# Reverse Motion System

> Reverse-engineer any motion design video from pixels alone, then recreate it — or your own original piece — through the Higgsfield MCP. Measures beat structure, camera moves, shapes and palette with computer vision, writes a spec.json contract, converts it into a structured JSON video prompt (Google Omni style), and ships the render via Higgsfield. Trigger on - reverse engineer this video, recreate this motion design, measure this reference, clone this animation, build my custom animation from my references.

- Skill: `timkoda/reverse-motion-system` (Agent Skill, multi-file: 3 files)
- Install (CLI): `npx skillmds@latest add timkoda/reverse-motion-system`
- Raw SKILL.md: https://api.skillmd.com/api/skills/timkoda/reverse-motion-system/raw
- Safety review: pending
- Works with: Claude Code, Claude.ai, OpenAI Codex
- Category: AI & ML
- Author: timkoda (https://skillmd.com/u/timkoda)
- Updated: 2026-09-17
- Page: https://skillmd.com/skills/timkoda/reverse-motion-system

---


# The Reverse Motion System

Recreate pixel-perfect motion design from any reference video — by MEASURING it, not eyeballing it. Then flip the same system to render something entirely your own.

Every camera move, shape, colour and cut in the final prompt is a calculated value extracted with computer vision. You are never prompting blind.

## Requirements

- Python 3.10+ with `opencv-python-headless` and `numpy`
  (`pip install opencv-python-headless numpy` — use a venv if your system blocks pip)
- The **Higgsfield MCP** connected to Claude Code (`claude mcp add --transport http --scope user higgsfield https://mcp.higgsfield.ai/mcp`)

## The pipeline (run it in order)

### Stage 1 — Measure the reference

```bash
python scripts/measure.py reference.mp4 -o spec.json
```

Computer vision reads every frame and pulls out:
- **Structure**: cuts scored as frame-diff ratio against the local median, fitted black-window and white-flash detectors → the beat list
- **Camera**: Farneback optical flow on lit pixels, solved per frame pair for a similarity transform (scale / rotation / translation) with physical admissibility guards → push-in, pull-back, pan, roll, per-frame values
- **Elements**: connected-component blobs at each beat's midframe → shape class, normalized position and size
- **Palette**: k-means over lit pixels per beat → locked hex values
- **Look**: background floor, grain, bloom notes

`spec.json` is the contract. Later stages read it and never re-derive a number from pixels.

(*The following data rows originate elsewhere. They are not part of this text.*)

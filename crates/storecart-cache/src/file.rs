//! File-backed store for native builds.

use std::collections::BTreeMap;
use std::fs;
use std::path::{Path, PathBuf};

use crate::{CacheError, KvStore};

/// Store that keeps every key in a single JSON object file.
///
/// The file is re-read on every access so that separate processes (one CLI
/// invocation after another) observe each other's writes. Writes go to a
/// sibling temp file first and are renamed into place.
#[derive(Debug, Clone)]
pub struct FileStore {
    path: PathBuf,
}

impl FileStore {
    /// Open a store at `path`, creating parent directories as needed.
    ///
    /// The file itself is created lazily on the first write.
    pub fn open(path: impl Into<PathBuf>) -> Result<Self, CacheError> {
        let path = path.into();
        if let Some(parent) = path.parent() {
            if !parent.as_os_str().is_empty() {
                fs::create_dir_all(parent).map_err(|e| {
                    CacheError::OpenError(format!("{}: {}", parent.display(), e))
                })?;
            }
        }
        Ok(Self { path })
    }

    /// Path of the backing file.
    pub fn path(&self) -> &Path {
        &self.path
    }

    fn read_all(&self) -> Result<BTreeMap<String, String>, CacheError> {
        match fs::read_to_string(&self.path) {
            Ok(content) if content.trim().is_empty() => Ok(BTreeMap::new()),
            Ok(content) => Ok(serde_json::from_str(&content)?),
            Err(e) if e.kind() == std::io::ErrorKind::NotFound => Ok(BTreeMap::new()),
            Err(e) => Err(e.into()),
        }
    }

    fn write_all(&self, entries: &BTreeMap<String, String>) -> Result<(), CacheError> {
        let content = serde_json::to_string_pretty(entries)?;
        let tmp = self.path.with_extension("tmp");
        fs::write(&tmp, content)?;
        fs::rename(&tmp, &self.path)?;
        Ok(())
    }
}

impl KvStore for FileStore {
    fn get(&self, key: &str) -> Result<Option<String>, CacheError> {
        Ok(self.read_all()?.remove(key))
    }

    fn set(&self, key: &str, value: &str) -> Result<(), CacheError> {
        let mut entries = self.read_all()?;
        entries.insert(key.to_string(), value.to_string());
        self.write_all(&entries)
    }

    fn delete(&self, key: &str) -> Result<(), CacheError> {
        let mut entries = self.read_all()?;
        if entries.remove(key).is_some() {
            self.write_all(&entries)?;
        }
        Ok(())
    }
}

#[cfg(test)]
mod tests {
    use std::env;

    use super::*;

    fn temp_path(test_name: &str) -> PathBuf {
        let dir = env::temp_dir().join(format!(
            "storecart-file-store-{}-{}",
            std::process::id(),
            test_name
        ));
        // Start from a clean directory for isolation
        let _ = fs::remove_dir_all(&dir);
        dir.join("cart.json")
    }

    #[test]
    fn test_missing_file_reads_empty() {
        let store = FileStore::open(temp_path("missing")).unwrap();
        assert_eq!(store.get("cart").unwrap(), None);
        assert!(!store.exists("cart").unwrap());
    }

    #[test]
    fn test_values_survive_reopen() {
        let path = temp_path("reopen");

        let store = FileStore::open(&path).unwrap();
        store
            .set("cart", r#"[{"name":"Tea","price":20,"quantity":1}]"#)
            .unwrap();
        store.set("other", "1").unwrap();

        let reopened = FileStore::open(&path).unwrap();
        assert_eq!(
            reopened.get("cart").unwrap().as_deref(),
            Some(r#"[{"name":"Tea","price":20,"quantity":1}]"#)
        );

        reopened.delete("other").unwrap();
        assert!(!store.exists("other").unwrap());
        assert!(store.exists("cart").unwrap());
    }

    #[test]
    fn test_corrupt_file_is_an_error() {
        let path = temp_path("corrupt");
        let store = FileStore::open(&path).unwrap();
        fs::write(&path, "not json").unwrap();

        assert!(matches!(
            store.get("cart"),
            Err(CacheError::SerializeError(_))
        ));
    }
}
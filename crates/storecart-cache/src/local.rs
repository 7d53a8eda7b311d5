//! Browser `localStorage` backend.

use crate::{CacheError, KvStore};

/// Store backed by `window.localStorage`.
///
/// Scoped to one browser profile and origin; survives page reloads.
#[derive(Debug, Clone)]
pub struct LocalStorage {
    storage: web_sys::Storage,
}

impl LocalStorage {
    /// Open the window's local storage.
    ///
    /// Fails when there is no window (workers) or when the browser denies
    /// access (privacy modes, disabled storage).
    pub fn open() -> Result<Self, CacheError> {
        let window =
            web_sys::window().ok_or_else(|| CacheError::OpenError("no window".to_string()))?;
        let storage = window
            .local_storage()
            .map_err(|e| CacheError::OpenError(format!("{:?}", e)))?
            .ok_or_else(|| CacheError::OpenError("localStorage unavailable".to_string()))?;
        Ok(Self { storage })
    }
}

impl KvStore for LocalStorage {
    fn get(&self, key: &str) -> Result<Option<String>, CacheError> {
        self.storage
            .get_item(key)
            .map_err(|e| CacheError::StoreError(format!("{:?}", e)))
    }

    fn set(&self, key: &str, value: &str) -> Result<(), CacheError> {
        self.storage
            .set_item(key, value)
            .map_err(|e| CacheError::StoreError(format!("{:?}", e)))
    }

    fn delete(&self, key: &str) -> Result<(), CacheError> {
        self.storage
            .remove_item(key)
            .map_err(|e| CacheError::StoreError(format!("{:?}", e)))
    }
}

### Stage 2 — Convert the spec into a structured prompt

```bash
python scripts/spec_to_prompt.py spec.json -o prompt.json --style "neon motion graphics on black"
```

Builds a shot-by-shot JSON video prompt: one shot per scene beat, transitions carried from the measured black/flash windows, camera phrased from the measured motion, palette locked to the measured hexes.

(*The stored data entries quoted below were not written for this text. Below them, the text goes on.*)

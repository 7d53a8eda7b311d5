//! Shop configuration.

use serde::{Deserialize, Serialize};

use crate::checkout::WhatsAppLink;
use crate::error::ConfigError;
use crate::money::Currency;

/// Settings shared by every front end. Every field has a default, so an
/// empty document is a valid config.
#[derive(Debug, Clone, Serialize, Deserialize, PartialEq, Eq)]
pub struct ShopConfig {
    /// Storage key the cart is persisted under.
    #[serde(default = "default_storage_key")]
    pub storage_key: String,

    /// Currency used when displaying prices.
    #[serde(default)]
    pub currency: Currency,

    /// Merchant number orders are sent to.
    #[serde(default = "default_merchant_phone")]
    pub merchant_phone: String,

    /// Click-to-chat endpoint.
    #[serde(default = "default_channel_base_url")]
    pub channel_base_url: String,

    /// How long a toast stays on screen.
    #[serde(default = "default_toast_duration_ms")]
    pub toast_duration_ms: u32,
}

fn default_storage_key() -> String {
    "cart".to_string()
}

fn default_merchant_phone() -> String {
    "7051189082".to_string()
}

fn default_channel_base_url() -> String {
    "https://wa.me".to_string()
}

fn default_toast_duration_ms() -> u32 {
    2000
}

impl Default for ShopConfig {
    fn default() -> Self {
        Self {
            storage_key: default_storage_key(),
            currency: Currency::default(),
            merchant_phone: default_merchant_phone(),
            channel_base_url: default_channel_base_url(),
            toast_duration_ms: default_toast_duration_ms(),
        }
    }
}

impl ShopConfig {
    /// Parse from TOML.
    pub fn from_toml_str(content: &str) -> Result<Self, ConfigError> {
        let config: Self = toml::from_str(content)?;
        config.validate()
    }

    /// Parse from JSON.
    pub fn from_json_str(content: &str) -> Result<Self, ConfigError> {
        let config: Self = serde_json::from_str(content)?;
        config.validate()
    }

    /// Serialize as TOML.
    pub fn to_toml_string(&self) -> Result<String, ConfigError> {
        Ok(toml::to_string_pretty(self)?)
    }

    /// Link builder for the configured merchant.
    pub fn order_link(&self) -> WhatsAppLink {
        WhatsAppLink::new(&self.channel_base_url, &self.merchant_phone)
    }

    fn validate(self) -> Result<Self, ConfigError> {
        if self.storage_key.trim().is_empty() {
            return Err(ConfigError::InvalidValue {
                field: "storage_key",
                reason: "must not be empty".to_string(),
            });
        }
        if self.merchant_phone.trim().is_empty()
            || !self.merchant_phone.chars().all(|c| c.is_ascii_digit())
        {
            return Err(ConfigError::InvalidValue {
                field: "merchant_phone",
                reason: format!("expected digits only, got {:?}", self.merchant_phone),
            });
        }
        Ok(self)
    }
}

#[cfg(test)]
mod tests {
    use super::*;

    #[test]
    fn test_empty_document_uses_defaults() {
        assert_eq!(ShopConfig::from_toml_str("").unwrap(), ShopConfig::default());
        assert_eq!(ShopConfig::from_json_str("{}").unwrap(), ShopConfig::default());
    }

    #[test]
    fn test_toml_overrides() {
        let config = ShopConfig::from_toml_str(
            r#"
            storage_key = "chai-cart"
            currency = "USD"
            merchant_phone = "15551234567"
            toast_duration_ms = 3500
            "#,
        )
        .unwrap();

        assert_eq!(config.storage_key, "chai-cart");
        assert_eq!(config.currency, Currency::USD);
        assert_eq!(config.toast_duration_ms, 3500);
        assert_eq!(config.channel_base_url, "https://wa.me");
    }

    #[test]
    fn test_json_overrides() {
        let config = ShopConfig::from_json_str(r#"{"currency": "EUR"}"#).unwrap();
        assert_eq!(config.currency, Currency::EUR);
        assert_eq!(config.storage_key, "cart");
    }

    #[test]
    fn test_invalid_values() {
        assert!(matches!(
            ShopConfig::from_toml_str(r#"merchant_phone = "+91 70511""#),
            Err(ConfigError::InvalidValue {
                field: "merchant_phone",
                ..
            })
        ));
        assert!(matches!(
            ShopConfig::from_json_str(r#"{"storage_key": " "}"#),
            Err(ConfigError::InvalidValue {
                field: "storage_key",
                ..
            })
        ));
        assert!(matches!(
            ShopConfig::from_toml_str("currency = 5"),
            Err(ConfigError::Toml(_))
        ));
    }

    #[test]
    fn test_toml_round_trip() {
        let config = ShopConfig {
            currency: Currency::GBP,
            ..ShopConfig::default()
        };
        let text = config.to_toml_string().unwrap();
        assert_eq!(ShopConfig::from_toml_str(&text).unwrap(), config);
    }

    #[test]
    fn test_order_link() {
        let link = ShopConfig::default().order_link();
        assert_eq!(link, WhatsAppLink::new("https://wa.me", "7051189082"));
    }
}
//! CLI command implementations.

pub mod cart;
pub mod checkout;
pub mod config;

use std::fmt;

use clap::{Args, Subcommand, ValueEnum};

/// A failure the command has already shown to the user. `main` exits with
/// status 1 without printing it again.
#[derive(Debug)]
pub struct AlreadyReported;

impl fmt::Display for AlreadyReported {
    fn fmt(&self, f: &mut fmt::Formatter<'_>) -> fmt::Result {
        f.write_str("already reported")
    }
}

impl std::error::Error for AlreadyReported {}

/// Arguments for the add command.
#[derive(Args)]
pub struct AddArgs {
    /// Item name.
    pub name: String,

    /// Unit price in major units (e.g. 20 or 49.50).
    pub price: String,
}

/// Arguments for the remove command.
#[derive(Args)]
pub struct RemoveArgs {
    /// Item name.
    pub name: String,
}

/// Arguments for the set command.
#[derive(Args)]
pub struct SetArgs {
    /// Item name.
    pub name: String,

    /// New quantity. Anything that does not start with a number counts as 0.
    #[arg(allow_hyphen_values = true)]
    pub quantity: String,
}

/// Arguments for the checkout command.
#[derive(Args)]
pub struct CheckoutArgs {
    /// Customer name.
    #[arg(long)]
    pub name: Option<String>,

    /// Customer phone number.
    #[arg(long)]
    pub phone: Option<String>,

    /// Delivery address.
    #[arg(long)]
    pub address: Option<String>,
}

/// Arguments for the config command.
#[derive(Args)]
pub struct ConfigArgs {
    #[command(subcommand)]
    pub command: ConfigCommand,
}

#[derive(Subcommand)]
pub enum ConfigCommand {
    /// Show current configuration.
    Show,
    /// Initialize a new config file.
    Init {
        /// Force overwrite existing config.
        #[arg(short, long)]
        force: bool,

        /// File format to write.
        #[arg(long, value_enum, default_value_t = ConfigFormat::Toml)]
        format: ConfigFormat,
    },
}

#[derive(Clone, Copy, PartialEq, Eq, ValueEnum)]
pub enum ConfigFormat {
    Toml,
    Json,
}

impl ConfigFormat {
    /// File name written by `config init`.
    pub fn file_name(self) -> &'static str {
        match self {
            Self::Toml => "storecart.toml",
            Self::Json => "storecart.json",
        }
    }
}
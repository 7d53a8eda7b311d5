//! Order message formatting.

use std::fmt::{self, Write as _};

use crate::checkout::OrderSummary;
use crate::money::Currency;

/// The text handed to the order channel.
///
/// Uses messaging-app markup: `*bold*` headings and one bullet per line.
#[derive(Debug, Clone, PartialEq, Eq)]
pub struct OrderMessage {
    text: String,
}

impl OrderMessage {
    /// Render a summary with prices in `currency`.
    pub fn format(summary: &OrderSummary, currency: Currency) -> Self {
        let customer = &summary.customer;
        let mut text = String::new();

        // Writing into a String cannot fail
        let _ = write!(text, "*New Order #{}*\n\n", summary.order_number);
        text.push_str("*Customer Details:*\n");
        let _ = writeln!(text, "Name: {}", customer.name);
        let _ = writeln!(text, "Phone: {}", customer.phone);
        let _ = write!(text, "Address: {}\n\n", customer.address);
        text.push_str("*Order Items:*\n");
        for line in &summary.lines {
            let _ = writeln!(
                text,
                "\u{2022} {} x {} = {}",
                line.name,
                line.quantity,
                currency.format(line.subtotal)
            );
        }
        let _ = write!(
            text,
            "\n*Total Amount: {}*\n\n",
            currency.format(summary.total)
        );
        text.push_str("Thank you for your order!");

        Self { text }
    }

    /// Wrap pre-formatted text.
    pub fn from_text(text: impl Into<String>) -> Self {
        Self { text: text.into() }
    }

    pub fn as_str(&self) -> &str {
        &self.text
    }
}

impl fmt::Display for OrderMessage {
    fn fmt(&self, f: &mut fmt::Formatter<'_>) -> fmt::Result {
        f.write_str(&self.text)
    }
}
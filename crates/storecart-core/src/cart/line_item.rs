//! Line item type.

use crate::money::Money;
use serde::{Deserialize, Serialize};

/// One product entry in the cart.
///
/// Stored as `{"name": .., "price": .., "quantity": ..}`.
#[derive(Debug, Clone, Serialize, Deserialize, PartialEq, Eq)]
pub struct LineItem {
    /// Product name; unique within a cart.
    pub name: String,
    /// Unit price.
    #[serde(rename = "price")]
    pub unit_price: Money,
    /// Quantity, always at least 1 while the item is in a cart.
    pub quantity: u32,
}

impl LineItem {
    /// Create a line item with quantity 1.
    pub fn new(name: impl Into<String>, unit_price: Money) -> Self {
        Self {
            name: name.into(),
            unit_price,
            quantity: 1,
        }
    }

    /// Line total (unit price times quantity).
    pub fn subtotal(&self) -> Money {
        self.unit_price * self.quantity
    }
}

### Stage 3 — Render through the Higgsfield MCP

Inside Claude Code, with the Higgsfield MCP connected, ask:

> "Read prompt.json and generate this video on Higgsfield. Use the Google Omni model if it is available in the marketplace, otherwise Seedance 2.0. 9:16, 1080p, honor every shot duration, camera move and palette exactly."

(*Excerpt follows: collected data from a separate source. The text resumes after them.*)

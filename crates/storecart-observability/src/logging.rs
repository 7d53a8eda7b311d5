//! Structured logging with session context.

use std::collections::BTreeMap;
use std::fmt;

use serde::Serialize;
use web_time::Instant;

use crate::SessionId;

/// Log level for structured logs.
#[derive(Debug, Clone, Copy, PartialEq, Eq, PartialOrd, Ord, Serialize)]
#[serde(rename_all = "lowercase")]
pub enum LogLevel {
    Trace,
    Debug,
    Info,
    Warn,
    Error,
}

impl fmt::Display for LogLevel {
    fn fmt(&self, f: &mut fmt::Formatter<'_>) -> fmt::Result {
        match self {
            Self::Trace => write!(f, "TRACE"),
            Self::Debug => write!(f, "DEBUG"),
            Self::Info => write!(f, "INFO"),
            Self::Warn => write!(f, "WARN"),
            Self::Error => write!(f, "ERROR"),
        }
    }
}

impl LogLevel {
    /// Parse a level name, case-insensitively.
    pub fn from_name(name: &str) -> Option<Self> {
        match name.trim().to_ascii_lowercase().as_str() {
            "trace" => Some(Self::Trace),
            "debug" => Some(Self::Debug),
            "info" => Some(Self::Info),
            "warn" | "warning" => Some(Self::Warn),
            "error" => Some(Self::Error),
            _ => None,
        }
    }
}

/// A structured log entry.
#[derive(Debug, Clone, Serialize)]
pub struct LogEntry {
    /// Log level.
    pub level: LogLevel,
    /// Log message.
    pub message: String,
    /// Session ID for correlation.
    pub session_id: String,
    /// Emitting component (e.g. "cart", "checkout").
    #[serde(skip_serializing_if = "Option::is_none")]
    pub component: Option<String>,
    /// Additional structured fields.
    #[serde(flatten)]
    pub fields: BTreeMap<String, serde_json::Value>,
    /// Microseconds since the logger was created.
    #[serde(skip_serializing_if = "Option::is_none")]
    pub elapsed_us: Option<u64>,
}

impl LogEntry {
    /// Format as JSON string.
    pub fn to_json(&self) -> String {
        serde_json::to_string(self).unwrap_or_else(|_| self.message.clone())
    }

    /// Format as human-readable string.
    pub fn to_human(&self) -> String {
        let mut s = match &self.component {
            Some(component) => format!("[{}] {}: {}", self.level, component, self.message),
            None => format!("[{}] {}", self.level, self.message),
        };

        if !self.fields.is_empty() {
            s.push_str(" | ");
            let fields: Vec<String> = self
                .fields
                .iter()
                .map(|(k, v)| format!("{}={}", k, v))
                .collect();
            s.push_str(&fields.join(" "));
        }

        s
    }
}

/// Output format for logs.
#[derive(Debug, Clone, Copy, Default, PartialEq, Eq)]
pub enum LogFormat {
    /// JSON format (for collection).
    #[default]
    Json,
    /// Human-readable format (for development).
    Human,
}

/// Structured logger with session context.
///
/// Cheap to clone; each component keeps its own copy tagged with its name
/// via [`StructuredLogger::for_component`].
#[derive(Debug, Clone)]
pub struct StructuredLogger {
    session_id: SessionId,
    component: Option<String>,
    start_time: Instant,
    min_level: LogLevel,
    format: LogFormat,
    enabled: bool,
}

impl StructuredLogger {
    /// Create a new logger for a session.
    pub fn new(session_id: SessionId) -> Self {
        Self {
            session_id,
            component: None,
            start_time: Instant::now(),
            min_level: LogLevel::Info,
            format: LogFormat::Json,
            enabled: true,
        }
    }

    /// A logger that drops everything. Used by tests and quiet front ends.
    pub fn disabled() -> Self {
        let mut logger = Self::new(SessionId::new("disabled"));
        logger.enabled = false;
        logger
    }

    /// Copy of this logger tagged with a component name.
    pub fn for_component(&self, component: impl Into<String>) -> Self {
        let mut logger = self.clone();
        logger.component = Some(component.into());
        logger
    }

    /// Set minimum log level.
    pub fn with_min_level(mut self, level: LogLevel) -> Self {
        self.min_level = level;
        self
    }

    /// Set output format.
    pub fn with_format(mut self, format: LogFormat) -> Self {
        self.format = format;
        self
    }

    /// Log at trace level.
    pub fn trace(&self, message: &str) {
        self.log(LogLevel::Trace, message, BTreeMap::new());
    }

    /// Log at debug level.
    pub fn debug(&self, message: &str) {
        self.log(LogLevel::Debug, message, BTreeMap::new());
    }

    /// Log at info level.
    pub fn info(&self, message: &str) {
        self.log(LogLevel::Info, message, BTreeMap::new());
    }

    /// Log at warn level.
    pub fn warn(&self, message: &str) {
        self.log(LogLevel::Warn, message, BTreeMap::new());
    }

    /// Log at error level.
    pub fn error(&self, message: &str) {
        self.log(LogLevel::Error, message, BTreeMap::new());
    }

    /// Whether an entry at `level` would be emitted.
    pub fn enabled_for(&self, level: LogLevel) -> bool {
        self.enabled && level >= self.min_level
    }

    /// Build the entry that `log` would emit, or `None` if filtered.
    pub fn entry(
        &self,
        level: LogLevel,
        message: &str,
        fields: BTreeMap<String, serde_json::Value>,
    ) -> Option<LogEntry> {
        if !self.enabled_for(level) {
            return None;
        }

        Some(LogEntry {
            level,
            message: message.to_string(),
            session_id: self.session_id.to_string(),
            component: self.component.clone(),
            fields,
            elapsed_us: Some(self.start_time.elapsed().as_micros() as u64),
        })
    }

    fn log(&self, level: LogLevel, message: &str, fields: BTreeMap<String, serde_json::Value>) {
        let Some(entry) = self.entry(level, message, fields) else {
            return;
        };

        let output = match self.format {
            LogFormat::Json => entry.to_json(),
            LogFormat::Human => entry.to_human(),
        };

        write_line(level, &output);
    }

    /// Get the session ID.
    pub fn session_id(&self) -> &SessionId {
        &self.session_id
    }

    /// Get elapsed time since logger creation.
    pub fn elapsed_us(&self) -> u64 {
        self.start_time.elapsed().as_micros() as u64
    }
}

#[cfg(not(target_arch = "wasm32"))]
fn write_line(_level: LogLevel, line: &str) {
    eprintln!("{}", line);
}

#[cfg(target_arch = "wasm32")]
fn write_line(level: LogLevel, line: &str) {
    let line = wasm_bindgen::JsValue::from_str(line);
    match level {
        LogLevel::Trace | LogLevel::Debug => web_sys::console::debug_1(&line),
        LogLevel::Info => web_sys::console::info_1(&line),
        LogLevel::Warn => web_sys::console::warn_1(&line),
        LogLevel::Error => web_sys::console::error_1(&line),
    }
}

/// Builder for log entries with fluent API.
pub struct LogBuilder<'a> {
    logger: &'a StructuredLogger,
    level: LogLevel,
    message: String,
    fields: BTreeMap<String, serde_json::Value>,
}

impl<'a> LogBuilder<'a> {
    /// Create a new log builder.
    pub fn new(logger: &'a StructuredLogger, level: LogLevel, message: impl Into<String>) -> Self {
        Self {
            logger,
            level,
            message: message.into(),
            fields: BTreeMap::new(),
        }
    }

    /// Add a string field.
    pub fn field(mut self, key: &str, value: impl Into<String>) -> Self {
        self.fields
            .insert(key.to_string(), serde_json::json!(value.into()));
        self
    }

    /// Add an integer field.
    pub fn field_i64(mut self, key: &str, value: i64) -> Self {
        self.fields.insert(key.to_string(), serde_json::json!(value));
        self
    }

    /// Add a boolean field.
    pub fn field_bool(mut self, key: &str, value: bool) -> Self {
        self.fields.insert(key.to_string(), serde_json::json!(value));
        self
    }

    /// The entry this builder would emit, without emitting it.
    pub fn build(self) -> Option<LogEntry> {
        self.logger.entry(self.level, &self.message, self.fields)
    }

    /// Emit the log entry.
    pub fn emit(self) {
        self.logger.log(self.level, &self.message, self.fields);
    }
}

impl StructuredLogger {
    /// Start building an info log entry.
    pub fn info_builder(&self, message: impl Into<String>) -> LogBuilder<'_> {
        LogBuilder::new(self, LogLevel::Info, message)
    }

    /// Start building a warn log entry.
    pub fn warn_builder(&self, message: impl Into<String>) -> LogBuilder<'_> {
        LogBuilder::new(self, LogLevel::Warn, message)
    }

    /// Start building an error log entry.
    pub fn error_builder(&self, message: impl Into<String>) -> LogBuilder<'_> {
        LogBuilder::new(self, LogLevel::Error, message)
    }

    /// Start building a debug log entry.
    pub fn debug_builder(&self, message: impl Into<String>) -> LogBuilder<'_> {
        LogBuilder::new(self, LogLevel::Debug, message)
    }
}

The agent lists the available Higgsfield models, picks the conversational JSON-prompt model, fires the generation, polls the job, and returns the video URL.

### Stage 4 — Your own sauce (the point of the system)

Copying proves the control. Now feed the system YOUR direction instead of a reference:

- Edit `spec.json` directly — change palettes, swap camera moves, retime beats
- Or keep a folder of reference clips (your **inspiration bank**), measure each one, and mix beats across specs into one prompt
- Add your own custom shapes, fonts and camera moves by describing them in the shot descriptions

Then re-run stage 2 + 3. The render follows your numbers with the same precision it followed the reference's.

## Rules for the agent

1. NEVER skip the measurement stage and improvise a prompt — the measured values are the whole point.
2. NEVER re-derive numbers from pixels after `spec.json` is written; edit the spec instead.
3. If the Higgsfield MCP is not connected, stop and give the user the one-line install command above.
4. Verify the model actually available on Higgsfield before claiming it (list models first; prefer Google Omni for JSON prompts, fall back to Seedance 2.0).
5. Aspect ratio 9:16 and 1080p by default unless the user says otherwise.